Deux arrêts majeurs ont consolidé ce principe :

  • Jacques Vabre (Cour de cassation, 1975) : Reconnaît pour la première fois la primauté des traités internationaux sur les lois françaises, y compris les lois postérieures.
  • Nicolo (Conseil d’État, 1989) : Confirme cette primauté, consacrant le pouvoir du juge administratif d’écarter une loi contraire à un traité.

Quelles sont les conséquences lorsqu’une loi est contraire à un traité ?

Lorsqu’une loi est jugée contraire à un traité international, elle n’est pas formellement abrogée mais simplement écartée dans le cas particulier. Le juge applique le traité au lieu de la loi dans le litige en question.

Le contrôle de conventionnalité s’applique-t-il au droit de l’Union européenne ?

Oui, le droit de l’Union européenne, qu’il s’agisse des traités fondateurs ou du droit dérivé (règlements, directives), prime sur les lois nationales. Les juges ordinaires sont donc tenus d’écarter les lois contraires au droit de l’UE.

Qu’est-ce que le conflit entre la loi et la CEDH (Convention européenne des droits de l’homme) ?

La CEDH, en tant que traité international, prime sur les lois françaises. Les juges ordinaires ont la compétence de contrôler la conformité des lois nationales à la CEDH pour assurer la protection des droits fondamentaux garantis par cette Convention.

Peut-on saisir la Cour européenne des droits de l’homme en cas de non-respect de la CEDH ?

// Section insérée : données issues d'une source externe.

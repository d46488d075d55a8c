//! Services behind the handlers and the maintenance CLI.

pub mod embeddings;
pub mod snapshot_cache;

pub use embeddings::{demo_notes, EmbeddingMaintenance, RunSummary};
pub use snapshot_cache::AnalyticsCache;
//! # gnotes-api
//!
//! HTTP API for GenAI Notes, plus the services shared with the
//! `gnotes-embeddings` maintenance CLI.
//!
//! The router is built from an [`AppState`] whose collaborators are all
//! injected, so tests run it against in-memory stores and mock backends.

pub mod config;
pub mod error;
pub mod handlers;
pub mod router;
pub mod services;
pub mod state;
pub mod telemetry;

pub use config::AppConfig;
pub use error::ApiError;
pub use router::build_router;
pub use services::{AnalyticsCache, EmbeddingMaintenance, RunSummary};
pub use state::{AppState, Backends};
//! API error type and its JSON rendering.
//!
//! Every error body has the same shape:
//!
//! ```json
//! { "error": "AI error: Rate limit exceeded: ...", "kind": "rate_limited", "retry": true }
//! ```

use axum::http::StatusCode;
use axum::response::{IntoResponse, Response};
use axum::Json;
use serde::Serialize;
use thiserror::Error;
use tracing::error;

use gnotes_core::FailureKind;

/// Shown when a request was rejected for lack of confirmation.
pub const DELETE_CONFIRMATION: &str = "Are you sure you want to delete this note?";

/// Shown when a handler panicked.
pub const PANIC_MESSAGE: &str = "Something went wrong. Please reload the page and try again.";

#[derive(Debug, Error)]
pub enum ApiError {
    /// Storage, search, or validation failure.
    #[error("{0}")]
    Core(#[from] gnotes_core::Error),
    /// Failure of an AI writing aid.
    #[error("AI error: {0}")]
    Ai(gnotes_core::Error),
    #[error("{0}")]
    BadRequest(String),
    #[error("{0}")]
    Conflict(String),
}

#[derive(Debug, Serialize)]
pub struct ErrorBody {
    pub error: String,
    pub kind: &'static str,
    pub retry: bool,
}

impl ApiError {
    pub fn status(&self) -> StatusCode {
        match self {
            ApiError::Core(e) | ApiError::Ai(e) => status_for(e.kind()),
            ApiError::BadRequest(_) => StatusCode::BAD_REQUEST,
            ApiError::Conflict(_) => StatusCode::CONFLICT,
        }
    }

    fn body(&self) -> ErrorBody {
        let (kind, retry) = match self {
            ApiError::Core(e) | ApiError::Ai(e) => (kind_name(e.kind()), e.is_retryable()),
            ApiError::BadRequest(_) => (kind_name(FailureKind::Validation), false),
            ApiError::Conflict(_) => ("conflict", false),
        };
        ErrorBody {
            error: self.to_string(),
            kind,
            retry,
        }
    }
}

/// HTTP status for a failure category.
pub fn status_for(kind: FailureKind) -> StatusCode {
    match kind {
        FailureKind::Validation => StatusCode::BAD_REQUEST,
        FailureKind::Unauthorized => StatusCode::UNAUTHORIZED,
        FailureKind::NotFound => StatusCode::NOT_FOUND,
        FailureKind::RateLimited => StatusCode::TOO_MANY_REQUESTS,
        FailureKind::MalformedResponse | FailureKind::Upstream => StatusCode::BAD_GATEWAY,
        FailureKind::Network => StatusCode::SERVICE_UNAVAILABLE,
        FailureKind::Internal => StatusCode::INTERNAL_SERVER_ERROR,
    }
}

fn kind_name(kind: FailureKind) -> &'static str {
    match kind {
        FailureKind::Network => "network",
        FailureKind::Unauthorized => "unauthorized",
        FailureKind::RateLimited => "rate_limited",
        FailureKind::MalformedResponse => "malformed_response",
        FailureKind::Validation => "validation",
        FailureKind::NotFound => "not_found",
        FailureKind::Upstream => "upstream",
        FailureKind::Internal => "internal",
    }
}

impl IntoResponse for ApiError {
    fn into_response(self) -> Response {
        let status = self.status();
        if status.is_server_error() {
            error!(subsystem = "api", status = status.as_u16(), error = %self, "Request failed");
        }
        (status, Json(self.body())).into_response()
    }
}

Oui, une fois toutes les voies de recours internes épuisées, un justiciable peut saisir la Cour européenne des droits de l’homme pour contester une violation des droits garantis par la CEDH. Si la Cour estime qu’il y a eu violation, elle peut condamner l’État concerné.

Quel est l’impact du contrôle de conventionnalité sur la séparation des pouvoirs ?

Le contrôle de conventionnalité confié aux juges ordinaires soulève des questions quant à la séparation des pouvoirs, car il permet aux juges de ne pas appliquer une loi votée par le Parlement. Cependant, cela est justifié par la supériorité des traités internationaux sur les lois, conformément à l’article 55 de la Constitution.

Comment le contrôle de proportionnalité s’applique-t-il dans le cadre de la CEDH ?

Le contrôle de proportionnalité permet aux juges français, notamment la Cour de cassation, de ne pas appliquer strictement une loi nationale si son application porte une atteinte disproportionnée aux droits protégés par la CEDH. Cela marque une évolution vers un contrôle plus souple, prenant en compte l’impact concret sur les droits fondamentaux.